Moreover, given that Cartesi Machines are already deterministic, I’m also a bit unsure about the benefits of adding Nix to the mix (sorry about the pun): its relevance is to allow reusage of previously deterministically compiled components? (sorry about my ignorance on the subject)

slavni96 · July 5, 2023, 12:06pm

Hey sorry for the late reply @milton-cartesi

This proposal is focused on making 100% reproducible builds by running Nix inside Cartesi Machines, and it’s actually aimed at building regular mainstream software, and NOT Cartesi DApps themselves. Is that right?

Exactly

Running Nix outside Cartesi Machines to enable reproducible Cartesi DApps builds is NOT within the scope of this proposal

Exactly, although as written in the previous message, we believe it would be another useful Nix application

given that Cartesi Machines are already deterministic, I’m also a bit unsure about the benefits of adding Nix to the mix (sorry about the pun): its relevance is to allow reusage of previously deterministically compiled components?

Well, Nix will benefit from Cartesi with this proposal and Cartesi will benefit in terms of finding a very useful (in our opinion) use case for it i.e. getting an infrastructure for decentralized builds.
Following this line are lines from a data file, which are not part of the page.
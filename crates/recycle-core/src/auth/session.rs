use std::sync::Arc;

use anyhow::{Context, Result};
use tracing::debug;

use super::store::KeyValueStore;

/// Storage key the session token lives under
pub const AUTH_TOKEN_KEY: &str = "authToken";

/// Persisted session token.
///
/// The token is opaque to this client. It is written after a successful
/// login, read on start and only removed by an explicit sign-out.
/// Clone is cheap; clones share the underlying store.
#[derive(Clone)]
pub struct Session {
    store: Arc<dyn KeyValueStore>,
}

impl Session {
    pub fn new(store: Arc<dyn KeyValueStore>) -> Self {
        Self { store }
    }

    /// Load the stored token, if any. Empty values count as absent.
    pub fn load(&self) -> Result<Option<String>> {
        let token = self
            .store
            .get(AUTH_TOKEN_KEY)
            .context("Failed to read session token")?;
        Ok(token.filter(|t| !t.is_empty()))
    }

    pub fn save(&self, token: &str) -> Result<()> {
        self.store
            .set(AUTH_TOKEN_KEY, token)
            .context("Failed to save session token")?;
        debug!("Session token saved");
        Ok(())
    }

    pub fn clear(&self) -> Result<()> {
        self.store
            .remove(AUTH_TOKEN_KEY)
            .context("Failed to clear session token")
    }

    /// Check whether a token is stored
    pub fn is_signed_in(&self) -> Result<bool> {
        Ok(self.load()?.is_some())
    }
}

#[cfg(test)]
mod tests {
    use super::*;
    use crate::auth::{FileStore, MemoryStore};
    use tempfile::tempdir;

    #[test]
    fn test_session_save_load_clear() {
        let session = Session::new(Arc::new(MemoryStore::new()));
        assert_eq!(session.load().unwrap(), None);
        assert!(!session.is_signed_in().unwrap());

        session.save("jwt-token").unwrap();
        assert_eq!(session.load().unwrap().as_deref(), Some("jwt-token"));
        assert!(session.is_signed_in().unwrap());

        session.clear().unwrap();
        assert_eq!(session.load().unwrap(), None);
    }

    #[test]
    fn test_session_uses_fixed_key() {
        let store = Arc::new(MemoryStore::new());
        let session = Session::new(store.clone());
        session.save("jwt-token").unwrap();
        assert_eq!(store.get("authToken").unwrap().as_deref(), Some("jwt-token"));
    }

    #[test]
    fn test_session_empty_value_is_absent() {
        let store = Arc::new(MemoryStore::new());
        store.set(AUTH_TOKEN_KEY, "").unwrap();
        let session = Session::new(store);
        assert_eq!(session.load().unwrap(), None);
    }

    #[test]
    fn test_session_survives_restart_with_file_store() {
        let dir = tempdir().unwrap();
        Session::new(Arc::new(FileStore::new(dir.path())))
            .save("persisted")
            .unwrap();

        let session = Session::new(Arc::new(FileStore::new(dir.path())));
        assert_eq!(session.load().unwrap().as_deref(), Some("persisted"));
    }
}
Furthermore as written in the “Value Proposition” paragraph we believe that the project will be valuable in Enhancing Reproducibility (of any package), Eliminating Trust in Centralized Caches (a benefit for the nix ecosystem), Fostering Collaboration and Innovation (a benefit for all).

Last but not least, as described in the paragraph “Subsequent Vision and Extensibility” running nix outside Cartesi Machines is out of scope of the proposal but in the vision for the future of adopting nix in the Cartesi ecosystem.

erick.demoura · July 11, 2023, 4:34am

Based on the discussion above, it appears that the alternative project supporting reproducible Cartesi DApps aligns better with the immediate needs of the Cartesi project.

On the other hand, considering the insidious increase of malicious packages in open-source, Cartenix still sounds compelling.

I foresee that there may be technical obstacles on the path to transforming Cartenix into a practical solution. It would help to understand how you see potential challenges and the path for the actual adoption of the solution.

Also, how far are you willing to pursue this project toward adoption?

slavni96 · July 13, 2023, 4:58pm

I agree, as emerged during the discussion of this proposal there will be some challenges before being able to have a complete practical solution, but I think everything proposed is very doable and the activities could lead to other interesting outcomes and projects reusable by the community.

I really want to see Cartenix “born” and get adopted (and I think I can freely say that from both of us @aciceri). At the moment I am investing my personal time but I see foreseeable to invest also resources from my company.

erick.demoura · July 14, 2023, 4:03am

Thanks for your response, @slavni96.
I keep my stance on moving forward with your proposal for a vote.

joe-cartesi · July 14, 2023, 5:23am

Alright, Thanks everyone for their input. We have allowed enough time for others to voice any feedback they may have had. Now it is time to let the community decide if this project should be funded. We will put this to a vote on snapshot, and I will put the link here soon.

joe-cartesi · July 19, 2023, 11:20am

The voting has begun! Make sure to stake your CTSI in order to vote on this proposal!

https://snapshot.org/#/cartesi-community-grants-program.eth/proposal/0xcd1159b7a49540b4402e97a0bce1099955dd314b8e116a3f0918828c689008c0

joe-cartesi · July 26, 2023, 7:12am

Congratulations, your proposal has passed the community vote with 100% who voted “yes, fund this project”!

I will reach out privately for next steps. Thank you again to everyone who took part in giving feedback and staking their CTSI to vote on snapshot.